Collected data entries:
-=-=-=-=-

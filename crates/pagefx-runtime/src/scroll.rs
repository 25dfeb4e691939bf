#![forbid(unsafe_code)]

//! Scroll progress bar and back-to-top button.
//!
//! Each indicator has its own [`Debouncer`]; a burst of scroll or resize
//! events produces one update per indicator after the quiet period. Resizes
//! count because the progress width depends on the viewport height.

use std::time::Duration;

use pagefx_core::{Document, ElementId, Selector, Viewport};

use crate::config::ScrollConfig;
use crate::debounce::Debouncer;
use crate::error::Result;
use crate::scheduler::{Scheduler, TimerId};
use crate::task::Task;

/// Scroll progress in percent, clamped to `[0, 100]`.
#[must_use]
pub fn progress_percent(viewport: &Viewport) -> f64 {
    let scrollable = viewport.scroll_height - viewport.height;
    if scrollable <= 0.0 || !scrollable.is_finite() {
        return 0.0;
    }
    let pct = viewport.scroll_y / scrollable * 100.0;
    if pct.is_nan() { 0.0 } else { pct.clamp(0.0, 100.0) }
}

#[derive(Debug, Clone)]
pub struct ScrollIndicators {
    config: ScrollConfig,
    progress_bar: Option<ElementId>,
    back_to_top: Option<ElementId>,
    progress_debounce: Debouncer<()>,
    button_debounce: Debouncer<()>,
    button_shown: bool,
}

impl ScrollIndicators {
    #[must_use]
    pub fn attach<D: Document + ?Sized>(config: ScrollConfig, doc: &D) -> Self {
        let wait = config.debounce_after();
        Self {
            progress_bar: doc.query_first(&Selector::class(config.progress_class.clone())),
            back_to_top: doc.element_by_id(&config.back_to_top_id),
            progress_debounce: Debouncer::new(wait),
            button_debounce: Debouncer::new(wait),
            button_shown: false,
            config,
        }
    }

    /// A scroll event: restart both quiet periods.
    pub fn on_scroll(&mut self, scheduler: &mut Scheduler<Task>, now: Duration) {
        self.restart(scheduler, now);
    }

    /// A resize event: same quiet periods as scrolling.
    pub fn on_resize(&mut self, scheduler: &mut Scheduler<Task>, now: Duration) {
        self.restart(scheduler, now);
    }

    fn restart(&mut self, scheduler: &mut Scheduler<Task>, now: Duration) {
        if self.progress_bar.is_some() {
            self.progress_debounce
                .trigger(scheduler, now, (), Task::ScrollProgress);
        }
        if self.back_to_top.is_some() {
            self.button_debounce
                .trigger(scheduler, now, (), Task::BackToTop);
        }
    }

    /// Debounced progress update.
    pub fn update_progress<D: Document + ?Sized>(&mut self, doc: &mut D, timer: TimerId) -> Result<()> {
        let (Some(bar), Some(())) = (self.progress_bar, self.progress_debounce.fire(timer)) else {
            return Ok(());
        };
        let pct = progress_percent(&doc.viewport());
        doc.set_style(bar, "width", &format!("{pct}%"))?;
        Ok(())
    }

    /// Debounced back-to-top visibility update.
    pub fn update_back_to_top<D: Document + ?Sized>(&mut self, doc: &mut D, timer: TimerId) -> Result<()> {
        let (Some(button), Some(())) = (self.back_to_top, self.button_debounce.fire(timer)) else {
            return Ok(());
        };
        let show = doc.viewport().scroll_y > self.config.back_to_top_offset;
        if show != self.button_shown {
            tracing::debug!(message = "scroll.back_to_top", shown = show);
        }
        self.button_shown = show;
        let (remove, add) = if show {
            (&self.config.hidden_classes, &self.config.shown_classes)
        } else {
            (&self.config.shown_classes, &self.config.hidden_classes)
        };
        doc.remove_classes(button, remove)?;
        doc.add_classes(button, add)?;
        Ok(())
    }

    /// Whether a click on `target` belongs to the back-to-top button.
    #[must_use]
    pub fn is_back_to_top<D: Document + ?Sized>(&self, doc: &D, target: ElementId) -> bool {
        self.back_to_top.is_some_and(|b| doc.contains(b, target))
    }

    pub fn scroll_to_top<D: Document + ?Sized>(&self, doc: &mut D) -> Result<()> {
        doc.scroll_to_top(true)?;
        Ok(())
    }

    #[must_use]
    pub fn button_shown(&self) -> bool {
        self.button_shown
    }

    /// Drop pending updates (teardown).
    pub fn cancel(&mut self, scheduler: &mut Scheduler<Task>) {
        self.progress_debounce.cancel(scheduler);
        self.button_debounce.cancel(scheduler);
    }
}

-=-=-=-=-

Your task => Lines after the one containing "scroll or resize" are not part of the task. Output the entries exactly from their first line through that one.

Response to the task =>
filename crates/pagefx-runtime/src/scroll.rs
repository 25dfeb4e691939bf
#![forbid(unsafe_code)]

//! Scroll progress bar and back-to-top button.
//!
//! Each indicator has its own [`Debouncer`]; a burst of scroll or resize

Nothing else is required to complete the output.